Foto: Getty/Adamowicz

So viel Aufmerksamkeit wie im vorigen Jahr hat die österreichische Justiz schon lange nicht mehr genossen. Großflächige Ermittlungen gegen Regierungsmitglieder wie Ex-Kanzler Sebastian Kurz oder Ex-Finanzminister Gernot Blümel, aber auch gegen hochrangige Mitarbeiter aus den eigenen Reihen haben das Augenmerk der Öffentlichkeit vor allem auf die Staatsanwaltschaften gelenkt – und dort speziell auf die Wirtschafts- und Korruptionsstaatsanwaltschaft (WKStA). Die sah sich massiven, großteils faktenwidrigen Angriffen durch die türkise ÖVP ausgesetzt, was wiederum Standesvertreter, Teile der Zivilgesellschaft und die Opposition empörte.

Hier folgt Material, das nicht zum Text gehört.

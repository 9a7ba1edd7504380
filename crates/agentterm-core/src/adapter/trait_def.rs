//! The `Adapter` trait -- the per-agent strategy for invocation and output
//! parsing.
//!
//! Each concrete adapter (Claude, Codex) implements this trait. The trait is
//! object-safe so adapters can be stored as `Arc<dyn Adapter>` in the
//! [`super::AdapterRegistry`] and shared by every session of that agent.

use std::collections::HashMap;
use std::pin::Pin;
use std::sync::Arc;

use futures::{Stream, StreamExt};

use super::ansi::strip_ansi;
use super::types::{AgentEvent, AgentKind, AgentMode, SpawnOptions};

/// Raw text fragments, in arrival order.
pub type RawStream = Pin<Box<dyn Stream<Item = String> + Send>>;

/// Structured events, in the order their raw fragments arrived.
pub type EventStream = Pin<Box<dyn Stream<Item = AgentEvent> + Send>>;

/// Invocation and output-parsing strategy for one agent CLI.
///
/// Adapters hold no per-session state. Anything a parser needs to remember
/// between fragments lives inside the stream returned by [`Adapter::parse`].
pub trait Adapter: Send + Sync {
    /// The agent this adapter serves.
    fn agent(&self) -> AgentKind;

    /// Program to execute (looked up on `$PATH` by the PTY host).
    fn build_command(&self) -> String;

    /// Ordered argument list for the given options.
    fn build_args(&self, options: &SpawnOptions) -> Vec<String>;

    /// Environment overrides merged on top of the inherited environment.
    fn build_env(&self) -> HashMap<String, String>;

    /// Whether the prompt must be typed into the running session instead of
    /// being passed on the command line.
    fn interactive_prompt(&self) -> bool {
        false
    }

    /// Turn raw text fragments into structured events.
    ///
    /// The default wraps every fragment in a single [`AgentEvent::Output`].
    fn parse(&self, raw: RawStream) -> EventStream {
        Box::pin(raw.map(AgentEvent::output))
    }
}

// Compile-time assertion: Adapter must be object-safe.
const _: () = {
    fn _assert_object_safe(_: &dyn Adapter) {}
};

/// Per-stream memory for a [`ChunkScanner`].
#[derive(Debug, Default, Clone, PartialEq, Eq)]
pub struct ScanState {
    /// Name of the most recent tool call, used to attribute tool results
    /// and permission prompts.
    pub last_tool: Option<String>,
    /// Last working mode reported by a status line, if any.
    pub mode: Option<AgentMode>,
}

/// Line-oriented marker recognition shared by the built-in adapters.
pub trait ChunkScanner: Send + Sync + 'static {
    /// Interpret one ANSI-stripped line. Returns `None` when the line
    /// carries no marker and should fall through to plain output.
    fn scan_line(&self, state: &mut ScanState, line: &str) -> Option<Vec<AgentEvent>>;

    /// Interpret one raw fragment.
    ///
    /// Lines that match no marker are coalesced into one
    /// [`AgentEvent::Output`] per run, emitted in place so ordering with
    /// the recognized events is preserved.
    fn scan_chunk(&self, state: &mut ScanState, chunk: &str) -> Vec<AgentEvent> {
        let clean = strip_ansi(chunk);
        let mut events = Vec::new();
        let mut plain: Vec<&str> = Vec::new();

        for line in clean.split('\n') {
            let trimmed = line.trim();
            if trimmed.is_empty() {
                continue;
            }
            match self.scan_line(state, trimmed) {
                Some(found) => {
                    flush_plain(&mut plain, &mut events);
                    events.extend(found);
                }
                None => plain.push(trimmed),
            }
        }
        flush_plain(&mut plain, &mut events);
        events
    }
}

fn flush_plain(plain: &mut Vec<&str>, events: &mut Vec<AgentEvent>) {
    if !plain.is_empty() {
        events.push(AgentEvent::output(plain.join("\n")));
        plain.clear();
    }
}

/// Build an event stream that runs `scanner` over every fragment of `raw`.
pub fn scan_stream<S: ChunkScanner>(scanner: Arc<S>, raw: RawStream) -> EventStream {
    let stream = async_stream::stream! {
        let mut state = ScanState::default();
        let mut raw = raw;
        while let Some(chunk) = raw.next().await {
            let events = scanner.scan_chunk(&mut state, &chunk);
            if events.is_empty() && !chunk.trim().is_empty() {
                tracing::debug!(bytes = chunk.len(), "fragment carried no text after escape stripping, ignored");
            }
            for event in events {
                yield event;
            }
        }
    };
    Box::pin(stream)
}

Eine Folge dessen könnte eine einschneidende und von vielen schon seit Jahrzehnten geforderte strukturelle Änderung bei den Staatsanwaltschaften sein. Sie sollen eine neue Weisungsspitze erhalten, den Bundesstaatsanwalt. Im Justizministerium beschäftigen sich mittlerweile zwei Arbeitsgruppen damit, wie dieser Umbau aussehen könnte. Ziel der Reform ist, den Einfluss der Politik auf Strafverfahren möglichst zurückzudrängen. Der Status quo sieht so aus: Staatsanwälte sind gegenüber ihren Vorgesetzten weisungsgebunden, das letzte Wort hat der jeweilige Minister – also ein Politiker. Der hält sich in aller Regel an die Entscheidungen des Weisungsrates. Hält sich der Minister nicht an dessen Rat, muss er das gegenüber dem Parlament begründen.

Weisungen der anderen Art

Trotz dieser unter Justizminister Wolfgang Brandstetter 2016 eingerichteten Abschirmungskonstruktion hält sich der Vorwurf hartnäckig, es werde mitunter politisch entschieden. Dafür brauche es gar keine formellen Weisungen, es reichten schon Dienstbesprechungen mit entsprechenden Hinweisen der Vorgesetzten beziehungsweise wüssten die zuständigen – im Übrigen auf Vertragsverlängerung angewiesenen – Sektionschefs sowieso, was der jeweilige Minister will, sagt ein langjähriger Kenner des Systems. Zudem würden Staatsanwälte in ihrer Arbeit durch ebenso ausufernde wie zermürbende Berichtsaufträge gebremst, wie die ehemalige WKStA-Staatsanwältin Christina Jilek im Ibiza-U-Ausschuss erklärt hat. Insgesamt ein "struktureller Mangel", den es in anderen Ländern nicht gibt, sagt ein einstiger Staatsanwalt. In Italien etwa sind nicht nur Richter, sondern auch Staatsanwälte weisungsfrei.

Abgänge und ein Comeback

Justizinterne Konflikte und Anfeindungen durch die türkise ÖVP sind nicht ohne Folgen geblieben: Die frühere WKStA-Staatsanwältin Linda Poppenwimmer etwa wechselte öffentlichkeitswirksam zur Kanzlei Ainedter & Ainedter. Zu deren Mandanten zählen Beschuldigte in den laufenden clamorosen Ermittlungsverfahren der WKStA sowie die Rechtsschutzbeauftragte in der Justiz, Gabriele Aicher, die zuletzt mit heftiger Kritik an der Behörde aufgefallen ist. Ein klärendes Gespräch zwischen ihr und Justizministerin Alma Zadić (Grüne) ist noch ausständig. Jilek arbeitete nach ihrem aufsehenerregenden Auftritt im U-Ausschuss als Richterin weiter – nun steht sie vor einem Comeback in der WKStA.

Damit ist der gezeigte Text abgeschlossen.